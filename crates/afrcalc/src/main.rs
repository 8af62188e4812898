// SPDX-License-Identifier: AGPL-3.0-only
// Copyright (c) 2025 The Rucket Authors

//! afrcalc: annual data-loss probability calculator for replicated and
//! erasure-coded clusters.

use std::path::Path;

use afrcalc_core::{Config, LogFormat, LoggingConfig};
use afrcalc_model::{cluster_afr, cluster_afr_fullmesh, estimate};
use afrcalc_sim::BruteForceSimulator;
use anyhow::{Context, Result};
use clap::Parser;
use serde::Serialize;
use tracing::{debug, info};
use tracing_subscriber::layer::SubscriberExt;
use tracing_subscriber::util::SubscriberInitExt;

mod cli;
mod report;

use cli::{ClusterArgs, Cli, Commands, OutputFormat};
use report::{ComparisonReport, EstimateReport, FullmeshReport, SimulationReport};

fn main() -> Result<()> {
    let cli = Cli::parse();

    match cli.command {
        Commands::Estimate(args) => run_estimate(args),
        Commands::Fullmesh(args) => run_fullmesh(args),
        Commands::Simulate(args) => run_simulate(args),
        Commands::Compare(args) => run_compare(args),
        Commands::Version => {
            println!("afrcalc {}", env!("CARGO_PKG_VERSION"));
            Ok(())
        }
    }
}

fn run_estimate(args: cli::EstimateArgs) -> Result<()> {
    let config = load_config(&args.cluster)?;
    init_logging(&config.logging)?;

    let estimate = estimate(&config.cluster).context("Analytic estimate failed")?;
    let report = EstimateReport { cluster: &config.cluster, estimate: &estimate };

    match args.format {
        OutputFormat::Json => print_json(&report)?,
        OutputFormat::Text => report::print_estimate(&report, args.explain),
    }
    Ok(())
}

fn run_fullmesh(args: cli::FullmeshArgs) -> Result<()> {
    init_logging(&LoggingConfig::default())?;

    let afr = args.afr / 100.0;
    let probability = cluster_afr_fullmesh(args.drives, afr, args.days, args.replicas)
        .context("Full-mesh estimate failed")?;
    let report = FullmeshReport {
        drives: args.drives,
        afr,
        days: args.days,
        replicas: args.replicas,
        probability,
    };

    match args.format {
        OutputFormat::Json => print_json(&report)?,
        OutputFormat::Text => report::print_fullmesh(&report),
    }
    Ok(())
}

fn run_simulate(args: cli::SimulateArgs) -> Result<()> {
    let mut config = load_config(&args.cluster)?;
    args.apply(&mut config.simulation);
    init_logging(&config.logging)?;

    let seed = resolve_seed(config.simulation.seed);
    let simulator = BruteForceSimulator::new(&config.cluster)
        .context("Invalid simulation parameters")?
        .with_max_retries(config.simulation.max_retries);
    let summary = simulator
        .run_many(config.simulation.runs, seed)
        .context("Simulation failed")?;

    let report = SimulationReport {
        cluster: &config.cluster,
        seed,
        groups: simulator.group_count(),
        summary,
    };

    match args.format {
        OutputFormat::Json => print_json(&report)?,
        OutputFormat::Text => report::print_simulation(&report),
    }
    Ok(())
}

fn run_compare(args: cli::SimulateArgs) -> Result<()> {
    let mut config = load_config(&args.cluster)?;
    args.apply(&mut config.simulation);
    init_logging(&config.logging)?;

    let analytic = cluster_afr(&config.cluster).context("Analytic estimate failed")?;

    let seed = resolve_seed(config.simulation.seed);
    let summary = BruteForceSimulator::new(&config.cluster)
        .context("Invalid simulation parameters")?
        .with_max_retries(config.simulation.max_retries)
        .run_many(config.simulation.runs, seed)
        .context("Simulation failed")?;

    let report = ComparisonReport::new(&config.cluster, seed, analytic, summary);
    info!(
        analytic,
        simulated = summary.mean,
        relative_difference = report.relative_difference,
        "Compared estimators"
    );

    match args.format {
        OutputFormat::Json => print_json(&report)?,
        OutputFormat::Text => report::print_comparison(&report),
    }
    Ok(())
}

/// Load the configuration file, if any, and apply the command line flags.
fn load_config(args: &ClusterArgs) -> Result<Config> {
    let mut config = match &args.config {
        Some(path) => read_config(path)?,
        None => Config::default(),
    };
    args.apply(&mut config.cluster);
    Ok(config)
}

fn read_config(path: &Path) -> Result<Config> {
    Config::from_file(path)
        .with_context(|| format!("Failed to load configuration from {}", path.display()))
}

fn resolve_seed(seed: Option<u64>) -> u64 {
    seed.unwrap_or_else(|| {
        let seed: u64 = rand::random();
        debug!(seed, "No seed configured, picked one");
        seed
    })
}

fn print_json<T: Serialize>(value: &T) -> Result<()> {
    println!("{}", serde_json::to_string_pretty(value)?);
    Ok(())
}

fn init_logging(config: &LoggingConfig) -> Result<()> {
    let filter = tracing_subscriber::EnvFilter::try_from_default_env()
        .unwrap_or_else(|_| tracing_subscriber::EnvFilter::new(&config.level));

    let fmt_layer = tracing_subscriber::fmt::layer().with_writer(std::io::stderr);

    match config.format {
        LogFormat::Json => {
            tracing_subscriber::registry().with(filter).with(fmt_layer.json()).init();
        }
        LogFormat::Pretty => {
            tracing_subscriber::registry().with(filter).with(fmt_layer).init();
        }
    }

    Ok(())
}
// SPDX-License-Identifier: AGPL-3.0-only
// Copyright (c) 2025 The Rucket Authors

//! Random placement-group generation with host spread.
//!
//! Each group picks `group_size` distinct hosts, then one drive on each. Drives
//! are numbered host by host: drive `d` lives on host `d / n_drives`.

use std::collections::HashSet;

use afrcalc_core::ClusterConfig;
use rand::rngs::StdRng;
use rand::seq::IteratorRandom;
use rand::{Rng, SeedableRng};
use serde::Serialize;
use tracing::{debug, trace};

use crate::error::{SimResult, SimulationError};

/// Drive identifier.
pub type DriveId = u32;

/// Host identifier.
pub type HostId = u32;

/// Default number of host draws per slot before picking directly.
pub const DEFAULT_MAX_RETRIES: usize = 50;

/// Drives holding one redundancy group, in ascending order.
///
/// Keeping members sorted makes identical member sets compare equal no matter
/// in which order their hosts were drawn.
#[derive(Debug, Clone, PartialEq, Eq, Hash, Serialize)]
pub struct PlacementGroup {
    members: Vec<DriveId>,
}

impl PlacementGroup {
    /// Create a group from its members.
    #[must_use]
    pub fn new(mut members: Vec<DriveId>) -> Self {
        members.sort_unstable();
        Self { members }
    }

    /// Members in ascending order.
    #[must_use]
    pub fn members(&self) -> &[DriveId] {
        &self.members
    }

    /// Hosts of the members, in member order.
    #[cfg(test)]
    fn hosts(&self, n_drives: u32) -> Vec<HostId> {
        self.members.iter().map(|&d| d / n_drives).collect()
    }
}

/// Seedable generator of host-spread placement groups.
#[derive(Debug)]
pub struct PlacementGenerator {
    n_hosts: u32,
    n_drives: u32,
    group_size: usize,
    max_retries: usize,
    rng: StdRng,
}

impl PlacementGenerator {
    /// Create a generator.
    ///
    /// # Errors
    ///
    /// Returns an error if the topology is empty or has fewer hosts than
    /// members per group.
    pub fn new(
        n_hosts: u32,
        n_drives: u32,
        group_size: usize,
        max_retries: usize,
        seed: u64,
    ) -> SimResult<Self> {
        if n_drives == 0 || group_size == 0 {
            return Err(SimulationError::InvalidParameters(format!(
                "cannot place groups of {group_size} on hosts with {n_drives} drives"
            )));
        }
        if (n_hosts as usize) < group_size {
            return Err(SimulationError::NotEnoughHosts {
                needed: group_size,
                available: n_hosts as usize,
            });
        }
        Ok(Self {
            n_hosts,
            n_drives,
            group_size,
            max_retries: max_retries.max(1),
            rng: StdRng::seed_from_u64(seed),
        })
    }

    /// Create a generator for a cluster configuration.
    ///
    /// # Errors
    ///
    /// Returns an error if the configuration is invalid.
    pub fn for_cluster(config: &ClusterConfig, max_retries: usize, seed: u64) -> SimResult<Self> {
        config.validate()?;
        Self::new(
            config.n_hosts,
            config.n_drives,
            config.group_size() as usize,
            max_retries,
            seed,
        )
    }

    /// Number of groups giving every drive `pgs` group memberships on average.
    #[must_use]
    pub fn group_count(config: &ClusterConfig) -> usize {
        let memberships = config.total_drives() as f64 * config.pgs;
        (memberships / f64::from(config.group_size())).ceil() as usize
    }

    /// Generate one placement group.
    pub fn generate(&mut self) -> PlacementGroup {
        let mut used_hosts: HashSet<HostId> = HashSet::with_capacity(self.group_size);
        let mut members = Vec::with_capacity(self.group_size);

        for _ in 0..self.group_size {
            let host = self.select_host(&used_hosts);
            used_hosts.insert(host);
            let slot = self.rng.gen_range(0..self.n_drives);
            members.push(host * self.n_drives + slot);
        }

        let group = PlacementGroup::new(members);
        trace!(members = ?group.members(), "Generated placement group");
        group
    }

    /// Generate `count` placement groups.
    pub fn generate_all(&mut self, count: usize) -> Vec<PlacementGroup> {
        let groups: Vec<_> = (0..count).map(|_| self.generate()).collect();
        debug!(count, n_hosts = self.n_hosts, n_drives = self.n_drives, "Generated placement");
        groups
    }

    /// Draw a host not used by the group yet.
    ///
    /// Draws uniformly and rejects used hosts; after `max_retries` rejections
    /// picks uniformly among the unused hosts directly.
    fn select_host(&mut self, used: &HashSet<HostId>) -> HostId {
        for _ in 0..self.max_retries {
            let host = self.rng.gen_range(0..self.n_hosts);
            if !used.contains(&host) {
                return host;
            }
        }
        // new() guarantees more hosts than group members
        (0..self.n_hosts).filter(|h| !used.contains(h)).choose(&mut self.rng).unwrap_or(0)
    }
}
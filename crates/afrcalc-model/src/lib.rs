// SPDX-License-Identifier: AGPL-3.0-only
// Copyright (c) 2025 The Rucket Authors

//! Closed-form estimators of annual data-loss probability.
//!
//! Two models are provided:
//!
//! - **Full mesh** ([`fullmesh`]): every drive shares redundancy groups with
//!   every other drive. Data is lost when enough drives fail inside one
//!   recovery window.
//! - **Topology aware** ([`topology`]): each drive only peers with the drives
//!   of its placement groups. Drive and host failures are accounted for
//!   separately, for replication and erasure coding, with or without eager
//!   replacement of failed drives.
//!
//! # Example
//!
//! ```
//! use afrcalc_core::{ClusterConfig, RedundancyScheme};
//! use afrcalc_model::cluster_afr;
//!
//! let config = ClusterConfig {
//!     n_hosts: 10,
//!     n_drives: 10,
//!     afr_drive: 0.03,
//!     afr_host: 0.05,
//!     capacity: 8000.0,
//!     speed: Some(0.02),
//!     scheme: RedundancyScheme::Replicated { replicas: 3 },
//!     pgs: 50.0,
//!     ..Default::default()
//! };
//!
//! let loss = cluster_afr(&config).unwrap();
//! assert!(loss > 0.0 && loss < 0.01);
//! ```

#![forbid(unsafe_code)]
#![warn(missing_docs)]

pub mod fullmesh;
pub mod topology;

pub use fullmesh::{cluster_afr_fullmesh, failure_rate_fullmesh};
pub use topology::{cluster_afr, estimate, TopologyEstimate};
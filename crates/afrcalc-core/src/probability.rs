// SPDX-License-Identifier: AGPL-3.0-only
// Copyright (c) 2025 The Rucket Authors

//! Range guards for computed probabilities.

use tracing::warn;

use crate::error::{Error, Result};

/// Rounding slack tolerated outside [0, 1] before a value counts as a defect.
pub const PROBABILITY_EPSILON: f64 = 1e-9;

/// Checks that `value` is a probability and clips rounding noise.
///
/// Values within [`PROBABILITY_EPSILON`] of the range are clipped into it.
/// Anything else (NaN, infinities, real overshoot) means the model or its
/// clamping is broken and is reported as [`Error::ProbabilityOutOfRange`].
pub fn ensure_probability(what: &'static str, value: f64) -> Result<f64> {
    if !value.is_finite()
        || value < -PROBABILITY_EPSILON
        || value > 1.0 + PROBABILITY_EPSILON
    {
        return Err(Error::ProbabilityOutOfRange { what, value });
    }
    Ok(value.clamp(0.0, 1.0))
}

/// Saturates a linearised probability estimate (`rate * window`) at 1.
///
/// The linear approximation overshoots when the window is long compared to the
/// mean time between failures; the saturation is logged since the result is
/// then only an upper bound.
#[must_use]
pub fn saturate_probability(what: &'static str, value: f64) -> f64 {
    if value > 1.0 {
        warn!(what, value, "Linearised failure probability exceeds 1, saturating");
        return 1.0;
    }
    value.max(0.0)
}

/// Probability that at least one of `trials` independent events with
/// probability `p` happens: `1 - (1 - p)^trials`.
///
/// Evaluated through `ln_1p`/`exp_m1` so tiny per-event probabilities do not
/// vanish in rounding. `trials` may be fractional (expected peer counts).
#[must_use]
pub fn any_of(p: f64, trials: f64) -> f64 {
    if trials <= 0.0 || p <= 0.0 {
        return 0.0;
    }
    if p >= 1.0 {
        return 1.0;
    }
    -(trials * (-p).ln_1p()).exp_m1()
}
//! Download directory preparation

use anyhow::{Context, Result};
use std::path::{Path, PathBuf};
use tracing::{debug, warn};

/// Expand a leading `~` to the user's home directory
pub fn expand_home(path: &str) -> PathBuf {
    if let Some(rest) = path.strip_prefix("~/")
        && let Some(home) = dirs::home_dir()
    {
        return home.join(rest);
    }
    if path == "~"
        && let Some(home) = dirs::home_dir()
    {
        return home;
    }
    PathBuf::from(path)
}

/// Prepare the download directory, creating it if necessary
///
/// If the requested directory cannot be created, falls back once to
/// `./downloads`. Failure to create the fallback aborts the run.
pub fn prepare_download_dir(requested: &str) -> Result<PathBuf> {
    let trimmed = requested.trim().trim_matches(|c| c == '\'' || c == '"');
    let path = expand_home(trimmed);

    match ensure_dir(&path) {
        Ok(()) => Ok(path),
        Err(e) => {
            warn!("Failed to create {}: {e}. Using ./downloads", path.display());
            let fallback = PathBuf::from("downloads");
            ensure_dir(&fallback).context("Failed to create fallback download directory")?;
            Ok(fallback)
        }
    }
}

fn ensure_dir(path: &Path) -> Result<()> {
    if path.is_dir() {
        return Ok(());
    }
    std::fs::create_dir_all(path)
        .with_context(|| format!("Failed to create directory {}", path.display()))?;
    debug!("Created directory: {}", path.display());
    Ok(())
}

#[cfg(test)]
mod tests {
    use super::*;

    #[test]
    fn test_prepare_existing_dir() {
        let tmp = tempfile::tempdir().unwrap();
        let dir = prepare_download_dir(tmp.path().to_str().unwrap()).unwrap();
        assert_eq!(dir, tmp.path());
    }

    #[test]
    fn test_prepare_creates_missing_dir() {
        let tmp = tempfile::tempdir().unwrap();
        let nested = tmp.path().join("music").join("batch");
        let dir = prepare_download_dir(nested.to_str().unwrap()).unwrap();
        assert!(dir.is_dir());
        assert_eq!(dir, nested);
    }

    #[test]
    fn test_prepare_strips_quotes() {
        let tmp = tempfile::tempdir().unwrap();
        let quoted = format!("'{}'", tmp.path().display());
        let dir = prepare_download_dir(&quoted).unwrap();
        assert_eq!(dir, tmp.path());
    }

    #[test]
    fn test_expand_home_passthrough() {
        assert_eq!(expand_home("/tmp/x"), PathBuf::from("/tmp/x"));
    }
}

**DIRECTIONS:** Go through the material above and output exactly the lines from the one containing "PathBuf::from(path)" through the one containing "pub fn prepare_download_dir(requested: &str)".

**FINISHED TASK:**
    PathBuf::from(path)
}

/// Prepare the download directory, creating it if necessary
///
/// If the requested directory cannot be created, falls back once to
/// `./downloads`. Failure to create the fallback aborts the run.
pub fn prepare_download_dir(requested: &str) -> Result<PathBuf> {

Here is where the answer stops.